TASK BRIEF:
Write out all the data again, exactly as it stands.
START SUPPLIED RECORDS
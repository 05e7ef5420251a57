// 托管后端与设备定位的抽象
// 管道只依赖这里的 trait，具体实现见 rest（HTTP）与 memory（内存）

mod memory;
mod rest;

use std::future::Future;

use chrono::{DateTime, Utc};

use crate::error::{BackendError, LocationError};
use crate::models::{Event, EventCategory, Profile, UserIdentity, UserLocation};

pub use memory::InMemoryBackend;
pub use rest::RestBackend;

/// 按组织字段筛选
#[derive(Debug, Clone, PartialEq, Eq)]
pub enum Scope {
    /// organization = 给定值
    Organization(String),
    /// organization IS NULL
    Public,
}

#[derive(Debug, Clone, Copy, PartialEq, Eq, Default)]
pub enum EventOrder {
    #[default]
    StartTimeAsc,
    StartTimeDesc,
    CreatedAtAsc,
    CreatedAtDesc,
}

#[derive(Debug, Clone, PartialEq, Eq)]
pub struct EventQuery {
    pub scope: Scope,
    pub category: Option<EventCategory>,
    /// start_time >= starts_after
    pub starts_after: DateTime<Utc>,
    pub order: EventOrder,
}

impl EventQuery {
    pub fn new(scope: Scope, starts_after: DateTime<Utc>) -> Self {
        Self {
            scope,
            category: None,
            starts_after,
            order: EventOrder::default(),
        }
    }

    /// 判断一条活动是否满足本查询的筛选条件
    pub fn matches(&self, event: &Event) -> bool {
        let scope_ok = match &self.scope {
            Scope::Organization(org) => event.organization.as_deref() == Some(org.as_str()),
            Scope::Public => event.organization.is_none(),
        };
        scope_ok
            && self.category.is_none_or(|c| event.category == c)
            && event.start_time >= self.starts_after
    }
}

pub trait EventBackend: Send + Sync {
    fn current_user(
        &self,
        access_token: &str,
    ) -> impl Future<Output = Result<UserIdentity, BackendError>> + Send;

    fn profile(
        &self,
        access_token: &str,
        user_id: &str,
    ) -> impl Future<Output = Result<Profile, BackendError>> + Send;

    fn query_events(
        &self,
        access_token: Option<&str>,
        query: &EventQuery,
    ) -> impl Future<Output = Result<Vec<Event>, BackendError>> + Send;
}

/// 设备定位能力
pub trait LocationProvider: Send + Sync {
    fn current_location(&self) -> impl Future<Output = Result<UserLocation, LocationError>> + Send;
}

/// 固定位置；None 表示用户拒绝了定位权限
#[derive(Debug, Clone, Copy, Default)]
pub struct FixedLocation(pub Option<UserLocation>);

impl LocationProvider for FixedLocation {
    async fn current_location(&self) -> Result<UserLocation, LocationError> {
        self.0.ok_or(LocationError::PermissionDenied)
    }
}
END SUPPLIED RECORDS
RESULT:
repository 05e7ef5420251a57
// 托管后端与设备定位的抽象
// 管道只依赖这里的 trait，具体实现见 rest（HTTP）与 memory（内存）

mod memory;
mod rest;

use std::future::Future;

use chrono::{DateTime, Utc};

use crate::error::{BackendError, LocationError};
use crate::models::{Event, EventCategory, Profile, UserIdentity, UserLocation};

pub use memory::InMemoryBackend;
pub use rest::RestBackend;

/// 按组织字段筛选
#[derive(Debug, Clone, PartialEq, Eq)]
pub enum Scope {
    /// organization = 给定值
    Organization(String),
    /// organization IS NULL
    Public,
}

#[derive(Debug, Clone, Copy, PartialEq, Eq, Default)]
pub enum EventOrder {
    #[default]
    StartTimeAsc,
    StartTimeDesc,
    CreatedAtAsc,
    CreatedAtDesc,
}

#[derive(Debug, Clone, PartialEq, Eq)]
pub struct EventQuery {
    pub scope: Scope,
    pub category: Option<EventCategory>,
    /// start_time >= starts_after
    pub starts_after: DateTime<Utc>,
    pub order: EventOrder,
}

impl EventQuery {
    pub fn new(scope: Scope, starts_after: DateTime<Utc>) -> Self {
        Self {
            scope,
            category: None,
            starts_after,
            order: EventOrder::default(),
        }
    }

    /// 判断一条活动是否满足本查询的筛选条件
    pub fn matches(&self, event: &Event) -> bool {
        let scope_ok = match &self.scope {
            Scope::Organization(org) => event.organization.as_deref() == Some(org.as_str()),
            Scope::Public => event.organization.is_none(),
        };
        scope_ok
            && self.category.is_none_or(|c| event.category == c)
            && event.start_time >= self.starts_after
    }
}

pub trait EventBackend: Send + Sync {
    fn current_user(
        &self,
        access_token: &str,
    ) -> impl Future<Output = Result<UserIdentity, BackendError>> + Send;

    fn profile(
        &self,
        access_token: &str,
        user_id: &str,
    ) -> impl Future<Output = Result<Profile, BackendError>> + Send;

    fn query_events(
        &self,
        access_token: Option<&str>,
        query: &EventQuery,
    ) -> impl Future<Output = Result<Vec<Event>, BackendError>> + Send;
}

/// 设备定位能力
pub trait LocationProvider: Send + Sync {
    fn current_location(&self) -> impl Future<Output = Result<UserLocation, LocationError>> + Send;
}

/// 固定位置；None 表示用户拒绝了定位权限
#[derive(Debug, Clone, Copy, Default)]
pub struct FixedLocation(pub Option<UserLocation>);

impl LocationProvider for FixedLocation {
    async fn current_location(&self) -> Result<UserLocation, LocationError> {
        self.0.ok_or(LocationError::PermissionDenied)
    }
}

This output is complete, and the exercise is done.